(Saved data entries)
--------------------------------
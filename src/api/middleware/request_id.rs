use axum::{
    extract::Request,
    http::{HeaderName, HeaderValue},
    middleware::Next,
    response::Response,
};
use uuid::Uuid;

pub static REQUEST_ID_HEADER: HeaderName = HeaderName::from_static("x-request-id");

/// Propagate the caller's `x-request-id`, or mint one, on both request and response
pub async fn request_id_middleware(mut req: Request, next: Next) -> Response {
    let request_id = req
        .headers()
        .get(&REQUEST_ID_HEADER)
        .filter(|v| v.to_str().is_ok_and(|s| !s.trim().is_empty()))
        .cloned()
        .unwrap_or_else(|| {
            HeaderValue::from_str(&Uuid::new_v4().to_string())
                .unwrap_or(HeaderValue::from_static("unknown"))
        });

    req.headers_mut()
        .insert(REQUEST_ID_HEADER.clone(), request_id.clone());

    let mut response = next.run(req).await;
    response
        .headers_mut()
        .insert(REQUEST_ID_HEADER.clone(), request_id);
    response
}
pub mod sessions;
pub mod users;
--------------------------------
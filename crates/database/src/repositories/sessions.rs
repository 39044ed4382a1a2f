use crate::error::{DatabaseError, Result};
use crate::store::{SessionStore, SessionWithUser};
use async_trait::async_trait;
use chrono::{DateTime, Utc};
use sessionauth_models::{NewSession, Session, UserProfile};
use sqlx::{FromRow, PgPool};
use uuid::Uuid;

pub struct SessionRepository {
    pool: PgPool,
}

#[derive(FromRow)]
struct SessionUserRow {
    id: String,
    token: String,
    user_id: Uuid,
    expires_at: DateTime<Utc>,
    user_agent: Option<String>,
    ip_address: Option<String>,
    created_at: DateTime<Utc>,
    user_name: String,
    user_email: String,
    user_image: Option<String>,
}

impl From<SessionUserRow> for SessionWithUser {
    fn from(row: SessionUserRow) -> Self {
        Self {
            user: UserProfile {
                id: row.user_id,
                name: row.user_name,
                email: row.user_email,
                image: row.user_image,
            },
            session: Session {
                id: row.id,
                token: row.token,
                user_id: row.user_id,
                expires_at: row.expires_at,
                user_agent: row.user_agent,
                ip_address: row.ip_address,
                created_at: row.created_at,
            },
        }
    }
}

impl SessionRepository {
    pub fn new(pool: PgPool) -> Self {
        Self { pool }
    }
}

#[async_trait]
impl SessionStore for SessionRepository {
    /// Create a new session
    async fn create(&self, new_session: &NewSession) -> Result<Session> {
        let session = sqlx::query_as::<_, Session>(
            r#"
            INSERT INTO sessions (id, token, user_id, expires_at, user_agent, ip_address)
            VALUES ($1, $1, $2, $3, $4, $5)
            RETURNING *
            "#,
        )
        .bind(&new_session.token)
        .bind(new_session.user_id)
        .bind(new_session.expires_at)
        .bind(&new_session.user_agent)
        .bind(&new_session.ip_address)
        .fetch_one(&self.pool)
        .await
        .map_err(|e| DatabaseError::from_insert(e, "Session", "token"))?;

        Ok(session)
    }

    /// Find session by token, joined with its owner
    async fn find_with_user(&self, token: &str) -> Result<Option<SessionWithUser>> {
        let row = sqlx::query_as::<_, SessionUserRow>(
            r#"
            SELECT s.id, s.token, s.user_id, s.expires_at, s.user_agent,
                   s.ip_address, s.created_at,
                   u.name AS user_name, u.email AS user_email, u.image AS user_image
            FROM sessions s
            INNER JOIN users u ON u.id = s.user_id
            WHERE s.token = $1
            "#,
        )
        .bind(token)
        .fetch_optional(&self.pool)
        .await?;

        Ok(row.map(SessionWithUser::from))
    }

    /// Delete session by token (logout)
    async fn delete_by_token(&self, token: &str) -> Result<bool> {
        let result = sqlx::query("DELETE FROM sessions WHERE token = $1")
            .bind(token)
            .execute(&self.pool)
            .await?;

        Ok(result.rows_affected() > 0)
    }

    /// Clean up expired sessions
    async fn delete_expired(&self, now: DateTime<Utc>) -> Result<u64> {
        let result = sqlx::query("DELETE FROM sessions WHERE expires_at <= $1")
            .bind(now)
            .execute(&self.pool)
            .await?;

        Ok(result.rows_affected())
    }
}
--------------------------------
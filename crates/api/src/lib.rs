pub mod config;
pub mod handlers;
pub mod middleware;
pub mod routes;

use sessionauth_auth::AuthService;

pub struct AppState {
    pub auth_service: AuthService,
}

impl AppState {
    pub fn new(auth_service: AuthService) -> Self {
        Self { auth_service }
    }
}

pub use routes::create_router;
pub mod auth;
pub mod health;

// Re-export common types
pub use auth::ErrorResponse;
--------------------------------
YOUR ASSIGNMENT: With the first line being the one containing "filename src/api/middleware/request_id.rs" and the last line the one containing "pub mod users;", transcribe exactly the lines above that fall in that range.

ANSWER SECTION:
filename src/api/middleware/request_id.rs
use axum::{
    extract::Request,
    http::{HeaderName, HeaderValue},
    middleware::Next,
    response::Response,
};
use uuid::Uuid;

pub static REQUEST_ID_HEADER: HeaderName = HeaderName::from_static("x-request-id");

/// Propagate the caller's `x-request-id`, or mint one, on both request and response
pub async fn request_id_middleware(mut req: Request, next: Next) -> Response {
    let request_id = req
        .headers()
        .get(&REQUEST_ID_HEADER)
        .filter(|v| v.to_str().is_ok_and(|s| !s.trim().is_empty()))
        .cloned()
        .unwrap_or_else(|| {
            HeaderValue::from_str(&Uuid::new_v4().to_string())
                .unwrap_or(HeaderValue::from_static("unknown"))
        });

    req.headers_mut()
        .insert(REQUEST_ID_HEADER.clone(), request_id.clone());

    let mut response = next.run(req).await;
    response
        .headers_mut()
        .insert(REQUEST_ID_HEADER.clone(), request_id);
    response
}
pub mod sessions;
pub mod users;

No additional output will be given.